## INSTRUCTIONS FOR THE TASK
Go line by line through the data below and count those with the string "implementer". Give the number only.

[Dataset entries]
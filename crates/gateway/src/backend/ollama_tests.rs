// SPDX-License-Identifier: BUSL-1.1
// Copyright (c) 2026 Alfred Jean LLC

use super::*;
use serde_json::json;

#[test]
fn build_request_maps_roles_and_streams() {
    let messages = vec![Message::system("be terse"), Message::user("hi")];
    let body = build_request("llama3", &messages, &[]);
    assert_eq!(body["model"], "llama3");
    assert_eq!(body["stream"], true);
    assert_eq!(body["messages"][0]["role"], "system");
    assert_eq!(body["messages"][1]["content"], "hi");
    assert!(body.get("tools").is_none());
}

#[test]
fn build_request_includes_tools_when_present() {
    let tools = vec![ToolSpec {
        name: "read_file".into(),
        description: "read a file".into(),
        parameters: json!({"type": "object"}),
    }];
    let body = build_request("llama3", &[Message::user("hi")], &tools);
    assert_eq!(body["tools"][0]["function"]["name"], "read_file");
}
// SPDX-License-Identifier: BUSL-1.1
// Copyright (c) 2026 Alfred Jean LLC

//! ImplementTask: runs a tool-calling coding agent scoped to the stage's
//! `owned_files`, instructed by the latest spec/acceptance criteria and
//! (on a repair jump back here) the accumulated failure summary.

use std::collections::BTreeMap;
use std::path::PathBuf;

use serde_json::{json, Value};

use forge_agent::{Agent, AgentConfig};
use forge_core::{Stage, TaskOutcome, TaskResult};
use forge_tools::AccessControl;

use crate::services::EngineServices;

fn owned_paths(stage: &Stage) -> Vec<PathBuf> {
    stage
        .context
        .get_string_vec("owned_files")
        .unwrap_or_default()
        .into_iter()
        .map(PathBuf::from)
        .collect()
}

fn build_prompt(stage: &Stage) -> String {
    let criteria = stage
        .context
        .get("acceptance_criteria")
        .and_then(Value::as_array)
        .map(|arr| arr.iter().filter_map(Value::as_str).collect::<Vec<_>>().join("\n"))
        .unwrap_or_default();

    let mut prompt = String::from("Implement the following acceptance criteria using the Read/Write/Edit/Bash tools.\n");
    if !criteria.is_empty() {
        prompt.push_str(&criteria);
        prompt.push('\n');
    }
    if let Some(summary) = stage.context.get_str("failure_summary") {
        prompt.push_str("\nPrevious attempt failed with:\n");
        prompt.push_str(summary);
    }
    prompt
}

pub async fn execute(stage: &Stage, services: &EngineServices) -> TaskOutcome {
    let project_root = stage
        .context
        .get_str("project_root")
        .map(PathBuf::from)
        .unwrap_or_else(|| services.project_root.clone());

    let owned = owned_paths(stage);
    let access = if owned.is_empty() {
        AccessControl::new()
    } else {
        AccessControl::new().with_owned_files(owned)
    };

    let config = AgentConfig::new(
        "implementer",
        "You write production code to satisfy the given acceptance criteria. \
         Only modify files you own. Never modify test files.",
        "primary",
    )
    .with_access(access);

    let mut agent = Agent::new(config, services.gateway.clone(), services.bus.clone(), project_root.clone(), Vec::new()).await;
    let prompt = build_prompt(stage);

    let response = match agent.run(&prompt).await {
        Ok(text) => text,
        Err(err) => {
            if let Some(transient) = crate::tasks::transient_from_agent_error(&err) {
                return Err(transient);
            }
            return Ok(TaskResult::failed_continue(format!("implementer agent failed: {err}")));
        }
    };

    let mut outputs = BTreeMap::new();
    outputs.insert("implementation_summary".to_string(), json!(response));
    outputs.insert("project_root".to_string(), json!(project_root.display().to_string()));
    Ok(TaskResult::success_with(outputs))
}

#[cfg(test)]
#[path = "implement_tests.rs"]
mod tests;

## WRITTEN RESPONSE
2